## Material provided
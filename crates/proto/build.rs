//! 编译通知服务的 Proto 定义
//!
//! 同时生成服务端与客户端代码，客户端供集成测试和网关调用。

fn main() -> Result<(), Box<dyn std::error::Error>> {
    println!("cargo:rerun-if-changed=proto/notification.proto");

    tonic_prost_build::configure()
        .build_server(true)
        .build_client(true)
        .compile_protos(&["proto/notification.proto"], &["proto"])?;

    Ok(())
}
--
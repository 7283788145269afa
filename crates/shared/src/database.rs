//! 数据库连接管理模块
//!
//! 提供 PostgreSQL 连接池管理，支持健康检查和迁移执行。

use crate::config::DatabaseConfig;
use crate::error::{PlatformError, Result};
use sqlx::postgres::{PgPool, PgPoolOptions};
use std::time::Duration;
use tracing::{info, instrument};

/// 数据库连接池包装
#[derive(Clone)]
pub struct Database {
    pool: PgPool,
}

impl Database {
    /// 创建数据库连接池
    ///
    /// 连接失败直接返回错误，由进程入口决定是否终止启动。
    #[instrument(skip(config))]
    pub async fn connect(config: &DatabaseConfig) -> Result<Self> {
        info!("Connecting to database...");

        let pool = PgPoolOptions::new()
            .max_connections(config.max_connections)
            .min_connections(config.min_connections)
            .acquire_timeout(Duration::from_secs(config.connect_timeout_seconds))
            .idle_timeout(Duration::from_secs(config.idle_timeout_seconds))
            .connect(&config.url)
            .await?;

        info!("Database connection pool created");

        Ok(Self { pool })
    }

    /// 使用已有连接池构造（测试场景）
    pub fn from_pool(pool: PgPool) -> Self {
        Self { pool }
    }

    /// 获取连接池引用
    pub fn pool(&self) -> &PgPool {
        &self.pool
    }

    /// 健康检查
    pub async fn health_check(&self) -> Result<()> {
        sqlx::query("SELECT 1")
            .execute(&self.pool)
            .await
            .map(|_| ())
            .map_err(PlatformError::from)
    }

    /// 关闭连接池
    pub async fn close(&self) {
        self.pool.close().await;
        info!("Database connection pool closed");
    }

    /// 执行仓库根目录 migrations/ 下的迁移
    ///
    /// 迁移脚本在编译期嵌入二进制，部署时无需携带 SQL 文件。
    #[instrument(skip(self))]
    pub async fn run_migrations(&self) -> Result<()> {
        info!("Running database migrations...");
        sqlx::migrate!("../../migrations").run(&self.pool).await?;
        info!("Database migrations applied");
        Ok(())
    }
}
...
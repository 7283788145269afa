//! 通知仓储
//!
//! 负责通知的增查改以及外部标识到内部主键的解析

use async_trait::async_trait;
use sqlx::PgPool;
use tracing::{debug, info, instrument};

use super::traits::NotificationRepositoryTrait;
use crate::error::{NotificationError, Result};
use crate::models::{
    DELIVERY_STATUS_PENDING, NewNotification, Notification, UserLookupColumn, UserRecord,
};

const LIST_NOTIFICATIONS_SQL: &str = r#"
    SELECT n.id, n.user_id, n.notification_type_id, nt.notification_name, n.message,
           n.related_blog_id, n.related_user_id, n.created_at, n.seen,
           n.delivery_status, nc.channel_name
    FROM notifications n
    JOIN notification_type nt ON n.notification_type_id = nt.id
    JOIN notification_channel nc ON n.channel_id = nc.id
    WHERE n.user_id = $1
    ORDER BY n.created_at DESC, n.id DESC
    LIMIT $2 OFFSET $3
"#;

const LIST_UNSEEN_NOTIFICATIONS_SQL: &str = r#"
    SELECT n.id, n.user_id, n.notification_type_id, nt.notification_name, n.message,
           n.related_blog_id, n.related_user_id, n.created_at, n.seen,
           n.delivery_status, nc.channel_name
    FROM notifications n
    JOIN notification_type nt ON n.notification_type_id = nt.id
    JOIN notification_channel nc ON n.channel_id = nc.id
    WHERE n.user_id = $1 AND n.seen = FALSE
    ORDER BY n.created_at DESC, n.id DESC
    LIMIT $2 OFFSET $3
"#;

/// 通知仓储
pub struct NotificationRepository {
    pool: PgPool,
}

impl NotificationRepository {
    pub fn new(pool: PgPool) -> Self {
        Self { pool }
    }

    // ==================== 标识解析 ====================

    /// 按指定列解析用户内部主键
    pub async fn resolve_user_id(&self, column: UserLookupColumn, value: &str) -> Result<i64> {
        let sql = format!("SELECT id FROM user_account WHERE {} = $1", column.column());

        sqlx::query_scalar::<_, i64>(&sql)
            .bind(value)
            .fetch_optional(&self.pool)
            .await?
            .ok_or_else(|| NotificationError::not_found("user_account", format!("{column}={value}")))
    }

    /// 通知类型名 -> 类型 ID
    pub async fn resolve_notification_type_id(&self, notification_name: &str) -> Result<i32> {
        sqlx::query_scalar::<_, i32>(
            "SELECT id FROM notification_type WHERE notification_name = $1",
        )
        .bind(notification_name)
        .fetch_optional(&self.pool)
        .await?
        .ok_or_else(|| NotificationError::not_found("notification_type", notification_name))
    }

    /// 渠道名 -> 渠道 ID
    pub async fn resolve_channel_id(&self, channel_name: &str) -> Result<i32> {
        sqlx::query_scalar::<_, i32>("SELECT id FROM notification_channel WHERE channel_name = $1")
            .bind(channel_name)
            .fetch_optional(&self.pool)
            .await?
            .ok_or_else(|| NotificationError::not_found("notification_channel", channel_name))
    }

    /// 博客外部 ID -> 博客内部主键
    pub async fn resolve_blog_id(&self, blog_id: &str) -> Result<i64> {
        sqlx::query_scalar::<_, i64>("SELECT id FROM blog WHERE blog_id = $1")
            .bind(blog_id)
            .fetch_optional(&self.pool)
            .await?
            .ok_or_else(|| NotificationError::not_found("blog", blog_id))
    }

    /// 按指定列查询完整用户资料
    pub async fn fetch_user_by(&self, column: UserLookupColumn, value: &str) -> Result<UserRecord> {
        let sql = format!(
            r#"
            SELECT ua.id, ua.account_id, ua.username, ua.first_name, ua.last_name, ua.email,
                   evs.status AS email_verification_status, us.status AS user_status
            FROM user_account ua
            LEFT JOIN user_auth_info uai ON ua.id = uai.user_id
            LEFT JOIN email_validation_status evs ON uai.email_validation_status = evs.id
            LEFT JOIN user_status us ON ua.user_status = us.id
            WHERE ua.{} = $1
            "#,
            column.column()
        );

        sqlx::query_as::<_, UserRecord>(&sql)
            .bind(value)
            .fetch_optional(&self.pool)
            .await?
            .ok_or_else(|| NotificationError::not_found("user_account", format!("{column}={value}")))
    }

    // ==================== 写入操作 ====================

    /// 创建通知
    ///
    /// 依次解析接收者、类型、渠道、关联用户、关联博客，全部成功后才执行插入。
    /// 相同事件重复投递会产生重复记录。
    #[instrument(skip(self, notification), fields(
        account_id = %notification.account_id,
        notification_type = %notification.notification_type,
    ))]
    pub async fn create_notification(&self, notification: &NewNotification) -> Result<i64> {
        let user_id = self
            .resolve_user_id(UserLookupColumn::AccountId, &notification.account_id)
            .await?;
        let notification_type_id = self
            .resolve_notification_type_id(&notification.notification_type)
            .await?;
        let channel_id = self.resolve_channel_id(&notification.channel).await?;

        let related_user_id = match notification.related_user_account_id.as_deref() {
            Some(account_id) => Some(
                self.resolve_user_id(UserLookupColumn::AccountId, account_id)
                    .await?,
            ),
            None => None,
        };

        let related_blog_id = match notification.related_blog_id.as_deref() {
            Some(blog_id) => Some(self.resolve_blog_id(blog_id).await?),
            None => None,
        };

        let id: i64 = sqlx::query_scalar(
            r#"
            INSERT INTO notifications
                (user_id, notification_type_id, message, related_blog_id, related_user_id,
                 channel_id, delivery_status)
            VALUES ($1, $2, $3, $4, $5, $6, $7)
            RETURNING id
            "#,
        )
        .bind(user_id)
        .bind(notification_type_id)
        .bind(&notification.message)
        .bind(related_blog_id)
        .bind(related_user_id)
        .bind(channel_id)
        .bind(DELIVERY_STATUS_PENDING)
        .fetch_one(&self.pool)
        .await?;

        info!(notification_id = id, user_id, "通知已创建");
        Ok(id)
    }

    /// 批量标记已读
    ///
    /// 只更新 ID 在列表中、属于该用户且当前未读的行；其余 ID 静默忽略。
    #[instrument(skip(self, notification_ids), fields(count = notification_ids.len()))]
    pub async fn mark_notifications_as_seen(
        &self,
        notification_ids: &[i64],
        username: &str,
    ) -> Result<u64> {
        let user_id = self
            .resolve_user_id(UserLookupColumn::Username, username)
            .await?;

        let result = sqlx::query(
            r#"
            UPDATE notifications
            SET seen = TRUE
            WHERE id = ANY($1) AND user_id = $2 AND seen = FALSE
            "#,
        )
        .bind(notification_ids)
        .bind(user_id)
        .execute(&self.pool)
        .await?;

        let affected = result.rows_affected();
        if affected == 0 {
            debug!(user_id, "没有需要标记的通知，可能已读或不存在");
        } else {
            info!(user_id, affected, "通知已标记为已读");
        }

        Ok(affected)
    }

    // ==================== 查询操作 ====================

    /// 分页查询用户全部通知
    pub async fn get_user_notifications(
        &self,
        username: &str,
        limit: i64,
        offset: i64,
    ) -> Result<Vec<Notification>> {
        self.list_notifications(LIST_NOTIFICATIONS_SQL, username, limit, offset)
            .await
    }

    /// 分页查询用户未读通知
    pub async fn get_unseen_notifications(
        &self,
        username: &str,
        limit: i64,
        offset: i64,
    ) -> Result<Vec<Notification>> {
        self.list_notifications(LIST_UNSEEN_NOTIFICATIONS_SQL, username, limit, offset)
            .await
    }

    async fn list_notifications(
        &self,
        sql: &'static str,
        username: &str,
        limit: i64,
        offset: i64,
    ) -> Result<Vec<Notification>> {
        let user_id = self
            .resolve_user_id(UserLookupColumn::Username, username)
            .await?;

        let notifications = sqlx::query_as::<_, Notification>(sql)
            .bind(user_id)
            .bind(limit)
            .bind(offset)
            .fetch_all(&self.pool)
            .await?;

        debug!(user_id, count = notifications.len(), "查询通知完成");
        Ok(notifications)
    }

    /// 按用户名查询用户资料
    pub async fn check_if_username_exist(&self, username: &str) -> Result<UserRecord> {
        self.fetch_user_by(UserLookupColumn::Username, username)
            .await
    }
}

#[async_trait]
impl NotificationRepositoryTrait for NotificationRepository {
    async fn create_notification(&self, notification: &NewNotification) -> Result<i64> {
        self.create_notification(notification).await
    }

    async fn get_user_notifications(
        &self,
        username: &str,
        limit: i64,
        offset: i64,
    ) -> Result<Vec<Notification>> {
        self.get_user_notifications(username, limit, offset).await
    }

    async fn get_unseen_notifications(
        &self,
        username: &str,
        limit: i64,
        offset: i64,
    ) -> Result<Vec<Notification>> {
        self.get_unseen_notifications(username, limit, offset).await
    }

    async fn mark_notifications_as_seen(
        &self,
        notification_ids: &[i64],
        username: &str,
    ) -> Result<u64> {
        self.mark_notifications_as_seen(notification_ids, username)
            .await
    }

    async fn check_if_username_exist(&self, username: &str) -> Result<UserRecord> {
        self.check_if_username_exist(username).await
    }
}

## Aim of the exercise
Your task is to copy each line of the listing that holds the word "UserRecord".

## Exercise response
    DELIVERY_STATUS_PENDING, NewNotification, Notification, UserLookupColumn, UserRecord,
    pub async fn fetch_user_by(&self, column: UserLookupColumn, value: &str) -> Result<UserRecord> {
        sqlx::query_as::<_, UserRecord>(&sql)
    pub async fn check_if_username_exist(&self, username: &str) -> Result<UserRecord> {
    async fn check_if_username_exist(&self, username: &str) -> Result<UserRecord> {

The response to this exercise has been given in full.